• _WHAT IS NEEDED_
Only a number is wanted here: how many lines in the records below contain the string "CarbRecord".

SOURCE MATERIAL section start

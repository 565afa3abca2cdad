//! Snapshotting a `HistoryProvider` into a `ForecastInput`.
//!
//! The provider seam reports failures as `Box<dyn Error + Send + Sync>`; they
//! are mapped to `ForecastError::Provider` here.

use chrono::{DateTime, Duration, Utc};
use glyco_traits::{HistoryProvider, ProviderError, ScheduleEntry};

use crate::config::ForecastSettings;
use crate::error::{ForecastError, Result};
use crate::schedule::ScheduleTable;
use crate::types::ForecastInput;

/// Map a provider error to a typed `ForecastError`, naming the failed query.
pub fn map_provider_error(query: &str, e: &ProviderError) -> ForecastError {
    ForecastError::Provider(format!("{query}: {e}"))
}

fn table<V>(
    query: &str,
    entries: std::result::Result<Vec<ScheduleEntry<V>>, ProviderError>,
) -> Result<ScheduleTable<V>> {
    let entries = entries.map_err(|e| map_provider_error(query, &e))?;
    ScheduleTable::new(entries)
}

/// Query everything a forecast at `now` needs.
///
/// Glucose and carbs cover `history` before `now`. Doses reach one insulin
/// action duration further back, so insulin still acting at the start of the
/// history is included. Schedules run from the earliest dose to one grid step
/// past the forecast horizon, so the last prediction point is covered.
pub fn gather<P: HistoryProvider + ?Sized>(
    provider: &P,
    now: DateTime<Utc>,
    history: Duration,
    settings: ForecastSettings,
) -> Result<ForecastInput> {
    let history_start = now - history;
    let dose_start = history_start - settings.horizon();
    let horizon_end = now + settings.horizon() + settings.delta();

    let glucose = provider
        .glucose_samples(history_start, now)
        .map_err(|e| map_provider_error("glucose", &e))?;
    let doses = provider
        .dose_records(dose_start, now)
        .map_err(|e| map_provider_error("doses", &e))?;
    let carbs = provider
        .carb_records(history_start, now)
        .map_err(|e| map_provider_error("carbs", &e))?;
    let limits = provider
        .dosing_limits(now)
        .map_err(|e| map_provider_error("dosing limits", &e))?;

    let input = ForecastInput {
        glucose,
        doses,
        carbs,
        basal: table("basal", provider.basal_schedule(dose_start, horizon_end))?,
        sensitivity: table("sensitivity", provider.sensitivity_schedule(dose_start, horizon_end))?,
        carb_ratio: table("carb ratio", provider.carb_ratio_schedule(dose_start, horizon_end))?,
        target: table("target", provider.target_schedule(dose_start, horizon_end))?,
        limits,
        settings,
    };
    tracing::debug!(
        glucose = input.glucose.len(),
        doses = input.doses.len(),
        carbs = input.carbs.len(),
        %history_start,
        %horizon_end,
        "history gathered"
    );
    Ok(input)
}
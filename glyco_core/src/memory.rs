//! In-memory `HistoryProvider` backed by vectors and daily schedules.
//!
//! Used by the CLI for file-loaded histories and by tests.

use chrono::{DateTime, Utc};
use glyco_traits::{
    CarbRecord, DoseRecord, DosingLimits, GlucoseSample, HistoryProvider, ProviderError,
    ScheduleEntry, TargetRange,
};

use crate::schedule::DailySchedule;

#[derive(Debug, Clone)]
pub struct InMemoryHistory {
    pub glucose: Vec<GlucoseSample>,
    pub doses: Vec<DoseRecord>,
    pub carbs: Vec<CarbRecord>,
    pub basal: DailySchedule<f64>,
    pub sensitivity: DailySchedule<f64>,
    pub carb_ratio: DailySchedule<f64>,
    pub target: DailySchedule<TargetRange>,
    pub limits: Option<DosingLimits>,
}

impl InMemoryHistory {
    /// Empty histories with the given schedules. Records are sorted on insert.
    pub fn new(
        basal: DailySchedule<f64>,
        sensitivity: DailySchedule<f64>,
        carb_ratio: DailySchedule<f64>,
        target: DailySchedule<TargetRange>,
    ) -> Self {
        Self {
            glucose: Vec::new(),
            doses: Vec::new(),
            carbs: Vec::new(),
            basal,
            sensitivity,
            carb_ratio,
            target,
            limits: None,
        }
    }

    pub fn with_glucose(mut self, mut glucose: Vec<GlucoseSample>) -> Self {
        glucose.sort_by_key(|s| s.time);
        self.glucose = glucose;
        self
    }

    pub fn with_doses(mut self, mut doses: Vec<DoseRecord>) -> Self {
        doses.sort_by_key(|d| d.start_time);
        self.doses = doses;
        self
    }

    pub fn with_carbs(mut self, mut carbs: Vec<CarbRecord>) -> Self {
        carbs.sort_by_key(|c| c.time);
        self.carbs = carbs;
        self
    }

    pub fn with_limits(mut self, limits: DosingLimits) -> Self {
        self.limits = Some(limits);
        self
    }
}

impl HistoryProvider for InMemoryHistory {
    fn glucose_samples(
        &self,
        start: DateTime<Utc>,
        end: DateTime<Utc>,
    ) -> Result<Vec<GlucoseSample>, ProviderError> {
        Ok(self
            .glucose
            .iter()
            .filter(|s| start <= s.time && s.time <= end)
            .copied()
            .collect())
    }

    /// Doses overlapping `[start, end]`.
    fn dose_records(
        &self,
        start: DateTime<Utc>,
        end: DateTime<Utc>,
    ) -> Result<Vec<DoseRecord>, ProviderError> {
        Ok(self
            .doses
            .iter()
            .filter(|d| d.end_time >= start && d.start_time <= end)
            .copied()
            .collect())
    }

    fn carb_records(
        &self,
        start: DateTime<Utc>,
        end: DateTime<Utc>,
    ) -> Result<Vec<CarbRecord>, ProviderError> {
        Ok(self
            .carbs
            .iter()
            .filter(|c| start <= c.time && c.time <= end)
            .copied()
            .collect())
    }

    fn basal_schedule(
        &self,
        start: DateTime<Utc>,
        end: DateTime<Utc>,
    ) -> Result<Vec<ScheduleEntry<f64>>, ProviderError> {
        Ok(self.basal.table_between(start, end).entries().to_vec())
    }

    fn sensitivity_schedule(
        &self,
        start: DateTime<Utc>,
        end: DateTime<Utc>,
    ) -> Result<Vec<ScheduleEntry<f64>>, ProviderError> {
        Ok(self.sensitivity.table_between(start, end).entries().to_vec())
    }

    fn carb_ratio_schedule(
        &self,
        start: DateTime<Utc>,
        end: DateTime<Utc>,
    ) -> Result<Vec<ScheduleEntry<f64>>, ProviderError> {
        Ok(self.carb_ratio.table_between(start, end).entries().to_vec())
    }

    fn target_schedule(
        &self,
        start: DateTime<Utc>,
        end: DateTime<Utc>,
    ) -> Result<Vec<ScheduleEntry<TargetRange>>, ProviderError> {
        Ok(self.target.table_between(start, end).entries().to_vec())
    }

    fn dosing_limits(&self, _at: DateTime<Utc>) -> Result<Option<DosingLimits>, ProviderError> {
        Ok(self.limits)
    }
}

SOURCE MATERIAL section end

• _SOLUTION TO THE PROBLEM_
4